O nó da Rua Direta – O coração histórico de Santa Luzia virou pátio de manobras

 

Olhar para a ladeira da Rua Direta, na Cidade Alta de Santa Luzia, deveria ser um exercício de contemplação histórica. Afinal, estamos falando do principal eixo cultural do município, moldado pelo casario colonial e abençoado, no topo da colina, pelas torres do Santuário Arquidiocesano de Santa Luzia. No entanto, o que os cidadãos enfrentam diariamente ali é um cenário caótico de asfixia urbana, onde a história e a segurança dos pedestres foram sumariamente atropeladas.

As imagens recentes do trânsito na região expõem uma ferida aberta na mobilidade da cidade.
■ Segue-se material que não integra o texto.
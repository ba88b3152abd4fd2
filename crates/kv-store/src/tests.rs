use crate::file::temp_path;
use crate::{FileKvStore, InMemoryKvStore, KvStore, ListOptions, Record, StoreError};
use serde_json::json;

#[tokio::test]
async fn read_missing_key_is_not_found() {
    let store = InMemoryKvStore::new();
    let err = store.read("orgs.acme").await.unwrap_err();
    assert!(err.is_not_found());
}

#[tokio::test]
async fn create_refuses_occupied_key() {
    let store = InMemoryKvStore::new();
    store
        .create(Record::new("orgs.acme", b"first".to_vec()))
        .await
        .unwrap();

    let err = store
        .create(Record::new("orgs.acme", b"second".to_vec()))
        .await
        .unwrap_err();
    assert!(matches!(err, StoreError::AlreadyExists(ref key) if key == "orgs.acme"));
    assert_eq!(store.read("orgs.acme").await.unwrap().value, b"first");
}

#[tokio::test]
async fn write_overwrites_and_delete_is_idempotent() {
    let store = InMemoryKvStore::new();
    store.write(Record::new("k", b"1".to_vec())).await.unwrap();
    store.write(Record::new("k", b"2".to_vec())).await.unwrap();
    assert_eq!(store.read("k").await.unwrap().value, b"2");

    store.delete("k").await.unwrap();
    store.delete("k").await.unwrap();
    assert!(store.is_empty());
}

#[tokio::test]
async fn list_scans_prefix_in_key_order() {
    let store = InMemoryKvStore::new();
    for key in ["orgs.zeta", "users.bob", "orgs.acme", "orgsx", "orgs.beta"] {
        store.write(Record::new(key, b"{}".to_vec())).await.unwrap();
    }

    let keys: Vec<String> = store
        .list(ListOptions::prefix("orgs."))
        .await
        .unwrap()
        .into_iter()
        .map(|r| r.key)
        .collect();
    assert_eq!(keys, vec!["orgs.acme", "orgs.beta", "orgs.zeta"]);

    assert_eq!(store.list(ListOptions::default()).await.unwrap().len(), 5);
}

#[test]
fn record_json_carries_base64_value_and_metadata() {
    let mut record = Record::new("orgs.acme", br#"{"created_at":"1"}"#.to_vec());
    record.metadata.insert("source".into(), json!("test"));
    let value = serde_json::to_value(&record).unwrap();
    assert_eq!(value["key"], "orgs.acme");
    assert_eq!(value["value"], "eyJjcmVhdGVkX2F0IjoiMSJ9");
    assert_eq!(value["metadata"]["source"], "test");

    let back: Record = serde_json::from_value(value).unwrap();
    assert_eq!(back, record);
}

#[tokio::test]
async fn file_store_survives_reopen() {
    let dir = tempfile::tempdir().unwrap();
    let path = dir.path().join("nested").join("store.json");

    {
        let store = FileKvStore::open(&path).unwrap();
        store
            .create(Record::new("orgs.acme", b"a".to_vec()))
            .await
            .unwrap();
        store
            .create(Record::new("orgs.beta", b"b".to_vec()))
            .await
            .unwrap();
        store.delete("orgs.beta").await.unwrap();
    }

    let reopened = FileKvStore::open(&path).unwrap();
    assert_eq!(reopened.backend(), "file");
    let records = reopened.list(ListOptions::prefix("orgs.")).await.unwrap();
    assert_eq!(records.len(), 1);
    assert_eq!(records[0].key, "orgs.acme");
    assert_eq!(records[0].value, b"a");
    assert!(!temp_path(&path).exists());
}

#[tokio::test]
async fn file_store_create_conflict_leaves_snapshot_untouched() {
    let dir = tempfile::tempdir().unwrap();
    let path = dir.path().join("store.json");
    let store = FileKvStore::open(&path).unwrap();
    store.create(Record::new("k", b"1".to_vec())).await.unwrap();
    let before = std::fs::read(&path).unwrap();

    assert!(store.create(Record::new("k", b"2".to_vec())).await.is_err());
    assert_eq!(std::fs::read(&path).unwrap(), before);
}

#[tokio::test]
async fn file_store_failed_persist_is_not_applied() {
    let dir = tempfile::tempdir().unwrap();
    let path = dir.path().join("store.json");
    let store = FileKvStore::open(&path).unwrap();
    store.create(Record::new("k", b"1".to_vec())).await.unwrap();

    // A directory squatting on the temp name makes the snapshot write fail.
    std::fs::create_dir(temp_path(&path)).unwrap();
    let err = store
        .create(Record::new("orgs.acme", b"a".to_vec()))
        .await
        .unwrap_err();
    assert!(matches!(err, StoreError::Io(_)));
    assert!(store.read("orgs.acme").await.unwrap_err().is_not_found());
    assert!(store.delete("k").await.is_err());
    assert_eq!(store.read("k").await.unwrap().value, b"1");

    std::fs::remove_dir(temp_path(&path)).unwrap();
    store
        .create(Record::new("orgs.acme", b"a".to_vec()))
        .await
        .unwrap();
    let reopened = FileKvStore::open(&path).unwrap();
    assert_eq!(reopened.list(ListOptions::default()).await.unwrap().len(), 2);
}

#[tokio::test]
async fn file_store_accepts_paths_ending_in_tmp() {
    let dir = tempfile::tempdir().unwrap();
    let path = dir.path().join("orgs.tmp");
    let store = FileKvStore::open(&path).unwrap();
    store
        .create(Record::new("orgs.acme", b"a".to_vec()))
        .await
        .unwrap();
    assert!(!temp_path(&path).exists());

    let reopened = FileKvStore::open(&path).unwrap();
    assert_eq!(reopened.read("orgs.acme").await.unwrap().value, b"a");
}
Bem em frente à Câmara Municipal e na subida da centenária Escola Municipal Modestino Gonçalves, o que se vê é um verdadeiro atentado contra o patrimônio e a integridade pública. Uma fila desordenada de ônibus escolares pesados, vans de fretamento e carros particulares transformam o coração da nossa história em um gargalo intransitável.

Quem autorizou que o fluxo de veículos pesados engolisse a ladeira do nosso maior cartão-postal sem nenhum planejamento de engenharia de tráfego?
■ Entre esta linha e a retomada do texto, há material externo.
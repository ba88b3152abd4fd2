use std::path::PathBuf;

use clap::Parser;

use super::commands::Commands;

#[derive(Parser)]
#[command(author, version, about, long_about = None)]
#[command(propagate_version = true)]
pub struct CliArgs {
    /// Configuration file path
    #[arg(short, long, value_name = "FILE")]
    pub config: Option<PathBuf>,

    /// Log level
    #[arg(short, long, default_value = "info")]
    pub log_level: String,

    /// Enable debug mode
    #[arg(short, long)]
    pub debug: bool,

    /// Emit logs as JSON lines
    #[arg(long)]
    pub json_logs: bool,

    #[command(subcommand)]
    pub command: Commands,
}
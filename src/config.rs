//! Service configuration.
//!
//! Values come from a YAML file (explicit path, `./config/org-service.yaml`,
//! or the per-user config directory), then environment overrides.

use std::collections::HashSet;
use std::env;
use std::fs;
use std::path::{Path, PathBuf};

use anyhow::{bail, Context, Result};
use org_auth::AccountSpec;
use org_core_types::{Namespace, DEFAULT_NAMESPACE};
use serde::{Deserialize, Serialize};

pub const HOST_ENV: &str = "ORG_SERVICE_HOST";
pub const PORT_ENV: &str = "ORG_SERVICE_PORT";
pub const NAMESPACE_ENV: &str = "ORG_SERVICE_NAMESPACE";
pub const STORE_PATH_ENV: &str = "ORG_SERVICE_STORE_PATH";

const LOCAL_CONFIG: &str = "config/org-service.yaml";

#[derive(Clone, Debug, PartialEq, Serialize, Deserialize)]
#[serde(default)]
pub struct ServiceConfig {
    pub name: String,
    pub version: String,
    pub server: ServerConfig,
    pub default_namespace: String,
    pub store: StoreConfig,
    pub accounts: Vec<AccountSpec>,
}

impl Default for ServiceConfig {
    fn default() -> Self {
        Self {
            name: "org-service".to_string(),
            version: "0.1".to_string(),
            server: ServerConfig::default(),
            default_namespace: DEFAULT_NAMESPACE.to_string(),
            store: StoreConfig::default(),
            accounts: Vec::new(),
        }
    }
}

#[derive(Clone, Debug, PartialEq, Eq, Serialize, Deserialize)]
#[serde(default)]
pub struct ServerConfig {
    pub host: String,
    pub port: u16,
}

impl Default for ServerConfig {
    fn default() -> Self {
        Self {
            host: "127.0.0.1".to_string(),
            port: 8080,
        }
    }
}

#[derive(Clone, Copy, Debug, Default, PartialEq, Eq, Serialize, Deserialize)]
#[serde(rename_all = "lowercase")]
pub enum StoreBackend {
    #[default]
    Memory,
    File,
}

#[derive(Clone, Debug, Default, PartialEq, Eq, Serialize, Deserialize)]
#[serde(default)]
pub struct StoreConfig {
    pub backend: StoreBackend,
    #[serde(skip_serializing_if = "Option::is_none")]
    pub path: Option<PathBuf>,
}

impl ServiceConfig {
    pub fn from_yaml_str(raw: &str) -> Result<Self> {
        if raw.trim().is_empty() {
            return Ok(Self::default());
        }
        serde_yaml::from_str(raw).context("invalid service configuration")
    }

    pub fn namespace(&self) -> Namespace {
        Namespace::new(self.default_namespace.clone())
    }

    pub fn apply_env_overrides(&mut self) -> Result<()> {
        if let Ok(host) = env::var(HOST_ENV) {
            self.server.host = host;
        }
        if let Ok(port) = env::var(PORT_ENV) {
            self.server.port = port
                .parse()
                .with_context(|| format!("{PORT_ENV} must be a port number, got '{port}'"))?;
        }
        if let Ok(namespace) = env::var(NAMESPACE_ENV) {
            self.default_namespace = namespace;
        }
        if let Ok(path) = env::var(STORE_PATH_ENV) {
            self.store.backend = StoreBackend::File;
            self.store.path = Some(PathBuf::from(path));
        }
        Ok(())
    }

    pub fn validate(&self) -> Result<()> {
        if self.default_namespace.trim().is_empty() {
            bail!("default_namespace must not be empty");
        }
        if self.store.backend == StoreBackend::File && self.store.path.is_none() {
            bail!("store.path is required for the file backend");
        }
        let mut tokens = HashSet::new();
        for account in &self.accounts {
            if account.id.trim().is_empty() {
                bail!("account ids must not be empty");
            }
            if account.token.is_empty() {
                bail!("account '{}' has an empty token", account.id);
            }
            if !tokens.insert(account.token.as_str()) {
                bail!("account '{}' reuses another account's token", account.id);
            }
        }
        Ok(())
    }

    /// Copy safe to print: account tokens are masked.
    pub fn redacted(&self) -> Self {
        let mut copy = self.clone();
        for account in &mut copy.accounts {
            account.token = "***".to_string();
        }
        copy
    }
}

pub struct LoadedConfig {
    pub config: ServiceConfig,
    pub path: Option<PathBuf>,
}

pub fn load_config(config_path: Option<&Path>) -> Result<LoadedConfig> {
    let path = match config_path {
        Some(path) => {
            if !path.exists() {
                bail!("config file {} does not exist", path.display());
            }
            Some(path.to_path_buf())
        }
        None => default_config_path(),
    };

    let mut config = match &path {
        Some(path) => {
            let raw = fs::read_to_string(path)
                .with_context(|| format!("failed to read config file {}", path.display()))?;
            ServiceConfig::from_yaml_str(&raw)
                .with_context(|| format!("failed to parse config file {}", path.display()))?
        }
        None => ServiceConfig::default(),
    };

    config.apply_env_overrides()?;
    Ok(LoadedConfig { config, path })
}

fn default_config_path() -> Option<PathBuf> {
    let local = PathBuf::from(LOCAL_CONFIG);
    if local.exists() {
        return Some(local);
    }
    let mut user = dirs::config_dir()?;
    user.push("org-service");
    user.push("config.yaml");
    user.exists().then_some(user)
}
A polêmica atinge seu ponto mais crítico quando pensamos na vulnerabilidade daquela área. A Escola Modestino Gonçalves atende centenas de crianças. Ver ônibus desse porte disputando espaço em paralelepípedos escorregadios, manobrando em calçadas estreitas e espremendo veículos menores no horário de saída dos alunos não é apenas um transtorno: é uma tragédia anunciada.

Para além do risco iminente de acidentes com os estudantes, há o impacto silencioso e destruidor no patrimônio material. A trepidação constante provocada por frotas pesadas ameaça as bases das construções setecentistas e a própria estrutura do Santuário logo acima. O silêncio e o ar puro da Cidade Alta foram substituídos pelo ronco ensurdecedor dos motores e pela fumaça preta dos escapamentos.
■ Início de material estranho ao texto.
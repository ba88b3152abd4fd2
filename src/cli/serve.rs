use std::sync::Arc;

use anyhow::{Context, Result};
use clap::Args;
use org_auth::{ScopeAuthorizer, StaticAccounts};
use org_kv_store::{FileKvStore, InMemoryKvStore, KvStore};
use org_registry::OrgRegistry;
use tokio::net::TcpListener;
use tracing::{info, warn};

use crate::config::{ServiceConfig, StoreBackend};
use crate::metrics;
use crate::server::{build_router, ServeState, ServiceInfo};

#[derive(Args, Clone, Debug)]
pub struct ServeArgs {
    /// Address to bind (overrides the configured host)
    #[arg(long)]
    pub host: Option<String>,

    /// Port to bind (overrides the configured port)
    #[arg(long)]
    pub port: Option<u16>,
}

pub async fn cmd_serve(args: ServeArgs, mut config: ServiceConfig) -> Result<()> {
    if let Some(host) = args.host {
        config.server.host = host;
    }
    if let Some(port) = args.port {
        config.server.port = port;
    }
    config.validate()?;

    let state = build_state(&config)?;
    let router = build_router(state.clone());

    let addr = (config.server.host.as_str(), config.server.port);
    let listener = TcpListener::bind(addr)
        .await
        .with_context(|| format!("failed to bind {}:{}", addr.0, addr.1))?;
    let local = listener.local_addr().context("listener has no local address")?;
    state.mark_live();
    state.mark_ready();
    info!(
        %local,
        namespace = %config.default_namespace,
        store = ?config.store.backend,
        "{} {} listening",
        config.name,
        config.version
    );

    axum::serve(listener, router)
        .with_graceful_shutdown(shutdown_signal(state))
        .await
        .context("org service exited unexpectedly")?;
    info!("org service stopped");
    Ok(())
}

/// Wires the store, accounts, authorizer and registry described by `config`.
pub fn build_state(config: &ServiceConfig) -> Result<ServeState> {
    let store: Arc<dyn KvStore> = match config.store.backend {
        StoreBackend::Memory => Arc::new(InMemoryKvStore::new()),
        StoreBackend::File => {
            let path = config
                .store
                .path
                .clone()
                .context("store.path is required for the file backend")?;
            let store = FileKvStore::open(&path)
                .with_context(|| format!("failed to open store at {}", path.display()))?;
            info!(path = %path.display(), "file store opened");
            Arc::new(store)
        }
    };

    let accounts = Arc::new(StaticAccounts::new(&config.accounts));
    if accounts.is_empty() {
        warn!("no accounts configured; every Create request will be rejected");
    }
    let authorizer = Arc::new(ScopeAuthorizer::new(config.namespace()));
    let registry = OrgRegistry::new(Arc::clone(&store), authorizer, accounts.clone());
    metrics::register_metrics();

    let info = ServiceInfo::new(
        config.name.clone(),
        config.version.clone(),
        store.backend(),
    );
    Ok(ServeState::new(
        Arc::new(registry),
        accounts,
        config.namespace(),
        info,
    ))
}

async fn shutdown_signal(state: ServeState) {
    if let Err(err) = tokio::signal::ctrl_c().await {
        warn!(?err, "failed to listen for shutdown signal");
        std::future::pending::<()>().await;
    }
    state.mark_unready("shutting down");
    info!("shutdown signal received");
}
O que acontece hoje em Santa Luzia é o reflexo de uma omissão histórica. Enquanto o poder público se omite, a Rua Direta agoniza sob o peso de um fluxo veicular que ela nunca foi desenhada para suportar. Falta fiscalização rigorosa na subida da ladeira, faltam rotas alternativas eficientes para o transporte escolar e falta, sobretudo, respeito ao cidadão luziense.

A Rua Direta e o entorno da Câmara pertencem à cultura e ao povo de Santa Luzia, e não podem continuar servindo como um pátio de manobras improvisado e perigoso. Se a prefeitura não acordar para organizar a mobilidade da Cidade Alta, o preço pago será a ruína da nossa própria identidade.